What is Washington’s game plan? Indeed, it suits President Trump’s campaign if his administration is seen as hanging tough on Russia. In substantive terms, Washington probably chose to go on the offensive considering that Russian intelligence has zeroed in on the CIA blueprint to stage a colour revolution in Belarus. 

In fact, there has been a dizzying array of standoffs involving Russia in the most recent days. The US and Russian military clashed six days ago when a vehicle forming part of a Russian convoy in north-eastern Syria rammed an American armoured vehicle injuring 4 US soldiers, prompting Biden to taunt Trump, “Did you hear the president say a single word? Did he lift one finger? Never before has an American president played such a subservient role to a Russian leader.”

On August 31, the US military announced that over the next 10 days it will be conducting live-fire exercises just 70 miles from Russian border. On August 28, the US flew six nuclear-capable B-52 bombers over 30 NATO countries in a major show of force. Two of them flew over the Black Sea and were intercepted by two Russian fighter jets, which crossed within 100 feet of the nose of one of the bombers, reportedly disrupting its ability to maintain its bearing.

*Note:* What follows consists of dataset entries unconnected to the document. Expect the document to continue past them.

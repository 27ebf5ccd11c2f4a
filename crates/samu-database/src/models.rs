//! 数据库模型
//!
//! 聚合整体以 JSONB 文档保存，常用查询字段单独成列。

use chrono::{DateTime, Utc};
use samu_core::{AuditEvent, Occurrence, Result, SamuError, Vehicle};
use sqlx::types::Json;
use sqlx::FromRow;
use uuid::Uuid;

/// 数据库事件表
#[derive(Debug, FromRow)]
pub struct DbOccurrence {
    pub id: Uuid,
    pub code: String,
    pub state: String,
    pub priority: i16,
    pub regulation_center_id: Uuid,
    pub created_at: DateTime<Utc>,
    pub document: Json<serde_json::Value>,
}

impl DbOccurrence {
    pub fn from_occurrence(occurrence: &Occurrence) -> Result<Self> {
        Ok(Self {
            id: occurrence.id,
            code: occurrence.code.clone(),
            state: occurrence.state.as_str().to_string(),
            priority: i16::from(occurrence.priority.level()),
            regulation_center_id: occurrence.regulation_center_id,
            created_at: occurrence.created_at,
            document: Json(serde_json::to_value(occurrence)?),
        })
    }
}

impl TryFrom<DbOccurrence> for Occurrence {
    type Error = SamuError;

    fn try_from(row: DbOccurrence) -> Result<Self> {
        Ok(serde_json::from_value(row.document.0)?)
    }
}

/// 数据库车辆表
#[derive(Debug, FromRow)]
pub struct DbVehicle {
    pub id: Uuid,
    pub plate: String,
    pub status: String,
    pub active: bool,
    pub document: Json<serde_json::Value>,
}

impl DbVehicle {
    pub fn from_vehicle(vehicle: &Vehicle) -> Result<Self> {
        Ok(Self {
            id: vehicle.id,
            plate: vehicle.plate.clone(),
            status: vehicle.status().as_str().to_string(),
            active: vehicle.active,
            document: Json(serde_json::to_value(vehicle)?),
        })
    }
}

impl TryFrom<DbVehicle> for Vehicle {
    type Error = SamuError;

    fn try_from(row: DbVehicle) -> Result<Self> {
        Ok(serde_json::from_value(row.document.0)?)
    }
}

/// 数据库审计表
#[derive(Debug, FromRow)]
pub struct DbAuditEvent {
    pub id: Uuid,
    pub sequence: i64,
    pub occurrence_id: Uuid,
    pub kind: String,
    pub assignment_id: Option<Uuid>,
    pub patient_id: Option<Uuid>,
    pub recorded_at: DateTime<Utc>,
    pub document: Json<serde_json::Value>,
}

impl DbAuditEvent {
    pub fn from_event(event: &AuditEvent) -> Result<Self> {
        let sequence = i64::try_from(event.sequence)
            .map_err(|_| SamuError::Storage(format!("sequence {} out of range", event.sequence)))?;
        Ok(Self {
            id: event.id,
            sequence,
            occurrence_id: event.occurrence_id,
            kind: event.kind.as_str().to_string(),
            assignment_id: event.assignment_id,
            patient_id: event.patient_id,
            recorded_at: event.timestamp,
            document: Json(serde_json::to_value(event)?),
        })
    }
}

impl TryFrom<DbAuditEvent> for AuditEvent {
    type Error = SamuError;

    fn try_from(row: DbAuditEvent) -> Result<Self> {
        Ok(serde_json::from_value(row.document.0)?)
    }
}

#[cfg(test)]
mod tests {
    use super::*;
    use samu_core::{AuditEventKind, OccurrenceState, Priority, VehicleStatus, VehicleType};

    fn occurrence() -> Occurrence {
        let now = Utc::now();
        Occurrence {
            id: Uuid::new_v4(),
            code: "20261018-00042".to_string(),
            call_type: "MEDICAL".to_string(),
            state: OccurrenceState::AwaitingRegulation,
            priority: Priority::Urgent,
            caller_phone: "11987654321".to_string(),
            caller_name: None,
            location_text: "Rua Augusta, 200".to_string(),
            coordinates: None,
            description: "fall from ladder".to_string(),
            notes: String::new(),
            created_at: now,
            closed_at: None,
            state_since: now,
            regulation_center_id: Uuid::new_v4(),
            created_by: Uuid::new_v4(),
            regulator_id: None,
            patients: vec![],
            assignments: vec![],
        }
    }

    #[test]
    fn test_occurrence_columns() {
        let occurrence = occurrence();
        let row = DbOccurrence::from_occurrence(&occurrence).unwrap();

        assert_eq!(row.state, "AWAITING_REGULATION");
        assert_eq!(row.priority, 2);
        assert_eq!(row.code, occurrence.code);
        assert_eq!(Occurrence::try_from(row).unwrap(), occurrence);
    }

    #[test]
    fn test_vehicle_columns_use_derived_status() {
        let vehicle = Vehicle::new("ABC1D23", VehicleType::Basic, Uuid::new_v4(), None);
        let row = DbVehicle::from_vehicle(&vehicle).unwrap();
        assert_eq!(row.status, VehicleStatus::Available.as_str());
        assert!(row.active);
    }

    #[test]
    fn test_audit_event_columns() {
        let occurrence = occurrence();
        let assignment_id = Uuid::new_v4();
        let event = AuditEvent {
            id: Uuid::new_v4(),
            sequence: 7,
            occurrence_id: occurrence.id,
            kind: AuditEventKind::VehicleAssigned,
            description: "Vehicle dispatched".to_string(),
            operator_id: None,
            operator_name: None,
            assignment_id: Some(assignment_id),
            patient_id: None,
            occurrence_state: occurrence.state,
            timestamp: Utc::now(),
            payload: None,
        };

        let row = DbAuditEvent::from_event(&event).unwrap();
        assert_eq!(row.kind, "vehicle-assigned");
        assert_eq!(row.assignment_id, Some(assignment_id));
        assert_eq!(row.sequence, 7);
        assert_eq!(AuditEvent::try_from(row).unwrap(), event);
    }
}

On August 27, the Russian guided missile submarine Omsk surfaced off the coast of Alaska and participated in live-fire exercises in the Bering Sea. Also on August 27, NORAD sent two F-22 jets to intercept three groups of Russian military maritime patrol aircraft off the Alaskan coast.

With growing signs of Russia digging in, the Plan B over Belarus is surfacing. Both Belarus and Navalny are noble causes that come handy for Washington to rally Europe and re-establish its transatlantic leadership, which has been in tatters lately with the EU, France, Germany and UK joining Russia and China to block the Trump administration’s attempt to impose “snapback” sanctions against Iran. 

Above all, Washington feels frustrated that its clumsy attempts to create daylight between Russia and China have floundered. China has voiced support for Lukashenka; the Sino-Russian juggernaut is puncturing holes from all sides in Trump’s maximum pressure strategy against Iran, 

In a feature article entitled China, Russia Deepen Their Ties Amid Pandemic, Conflict with the West, Radio Liberty recently listed several new Russia-China economic projects in the pipeline to boost the relations further. 

These include one of the world’s largest polymer plants that Russia is building in Amur, near the Chinese border costing $11 billion in collaboration with China’s giant Sinopec Group; commencement of natural gas supply to China through the 2,900-kilometer Power Of Siberia pipeline; plan to start work on a second pipeline, Power Of Siberia 2; plans to more than triple Russian gas deliveries to China; new scientific cooperation testing vaccines for COVID-19; concerted “de-dollarisation” plan aimed at limiting the use of dollar in bilateral transactions and so on.